• What to produce: Out of the records below, copy all lines in which the word "warn" occurs.

Dataset entries:
# # # # #

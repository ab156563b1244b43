use chrono::{DateTime, Local, Utc};
use skycast_core::{HistoryEntry, SearchRecord, kelvin_to_celsius};

/// Render a search result the way the widget shows it: headline temperature,
/// extremes, place, time, humidity and condition.
pub fn render_record(record: &SearchRecord) -> String {
    let wx = &record.weather;
    format!(
        "Today's Weather\n\
         {}\n\
         H: {}  L: {}\n\
         {}, {}\n\
         {}\n\
         Humidity: {}%\n\
         {}",
        format_temperature(wx.temperature_k),
        format_temperature(wx.max_temperature_k),
        format_temperature(wx.min_temperature_k),
        record.location.city,
        record.location.country_code,
        format_instant(record.searched_at),
        wx.humidity_pct,
        wx.description,
    )
}

/// One line per history entry, most recent first, prefixed with the display
/// index that `remove` and the interactive prompts accept.
pub fn render_history(entries: &[&HistoryEntry]) -> String {
    entries
        .iter()
        .enumerate()
        .map(|(i, e)| history_row(i, e))
        .collect::<Vec<_>>()
        .join("\n")
}

pub fn history_row(index: usize, entry: &HistoryEntry) -> String {
    format!(
        "{index}. {}, {}  {}",
        entry.location.city,
        entry.location.country_code,
        format_instant(entry.searched_at),
    )
}

/// Kelvin is converted exactly once, here, when the value is shown.
pub fn format_temperature(kelvin: f64) -> String {
    format!("{:.0}°C", kelvin_to_celsius(kelvin))
}

fn format_instant(instant: DateTime<Utc>) -> String {
    instant
        .with_timezone(&Local)
        .format("%d-%m-%Y %I:%M %P")
        .to_string()
}

#[cfg(test)]
mod tests {
    use super::*;
    use skycast_core::{Location, WeatherSnapshot};

    fn london_record() -> SearchRecord {
        SearchRecord {
            location: Location {
                city: "London".to_string(),
                country_code: "GB".to_string(),
            },
            weather: WeatherSnapshot {
                main: "Clouds".to_string(),
                description: "overcast clouds".to_string(),
                icon: "04d".to_string(),
                temperature_k: 288.15,
                min_temperature_k: 287.0,
                max_temperature_k: 290.0,
                humidity_pct: 70,
            },
            searched_at: Utc::now(),
        }
    }

    #[test]
    fn temperatures_render_in_whole_celsius() {
        assert_eq!(format_temperature(288.15), "15°C");
        assert_eq!(format_temperature(273.15), "0°C");
        assert_eq!(format_temperature(263.15), "-10°C");
    }

    #[test]
    fn record_renders_converted_temperature_and_location() {
        let rendered = render_record(&london_record());

        assert!(rendered.contains("15°C"));
        assert!(rendered.contains("H: 17°C  L: 14°C"));
        assert!(rendered.contains("London, GB"));
        assert!(rendered.contains("Humidity: 70%"));
        assert!(rendered.contains("overcast clouds"));
    }

    #[test]
    fn history_rows_carry_their_display_index() {
        let entry = london_record().to_history_entry();
        let row = history_row(3, &entry);
        assert!(row.starts_with("3. London, GB"));
    }
}
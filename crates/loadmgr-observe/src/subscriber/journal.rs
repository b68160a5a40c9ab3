use std::time::Duration;

use loadmgr_core::{LoadSnapshot, MetricsBackend, TaskOutcome};
use tracing::{debug, info, trace, warn};

/// [`MetricsBackend`] that turns executor and controller events into log lines.
///
/// Useful on its own for console diagnostics, or next to a real metrics backend.
#[derive(Debug, Default, Clone, Copy)]
pub struct Journal;

impl Journal {
    pub fn new() -> Self {
        Self
    }
}

#[inline]
fn message_for(outcome: TaskOutcome) -> &'static str {
    match outcome {
        TaskOutcome::Succeeded => "task succeeded",
        TaskOutcome::Failed => "task returned an error",
        TaskOutcome::Panicked => "task panicked (caught at task boundary)",
    }
}

impl MetricsBackend for Journal {
    fn task_admitted(&self, run: &str, gate_wait: Duration) {
        trace!(run, gate_wait_ms = gate_wait.as_millis() as u64, "task admitted");
    }

    fn task_finished(&self, run: &str, outcome: TaskOutcome, duration: Duration) {
        let msg = message_for(outcome);
        let duration_ms = duration.as_millis() as u64;
        match outcome {
            TaskOutcome::Succeeded => trace!(run, duration_ms, "{msg}"),
            TaskOutcome::Failed | TaskOutcome::Panicked => {
                warn!(run, outcome = outcome.as_str(), duration_ms, "{msg}")
            }
        }
    }

    fn queue_depth(&self, run: &str, queued: usize) {
        trace!(run, queued, "queue depth");
    }

    fn run_cancelled(&self, run: &str, not_admitted: usize) {
        info!(run, not_admitted, "run cancelled before all items were admitted");
    }

    fn concurrency_adjusted(&self, snapshot: &LoadSnapshot) {
        debug!(
            concurrency = snapshot.concurrency,
            live_load = snapshot.live_load,
            avg_1m = snapshot.avg_1m,
            avg_5m = snapshot.avg_5m,
            avg_15m = snapshot.avg_15m,
            "load observed"
        );
    }
}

# # # # #

• Result of the exercise:
use tracing::{debug, info, trace, warn};
                warn!(run, outcome = outcome.as_str(), duration_ms, "{msg}")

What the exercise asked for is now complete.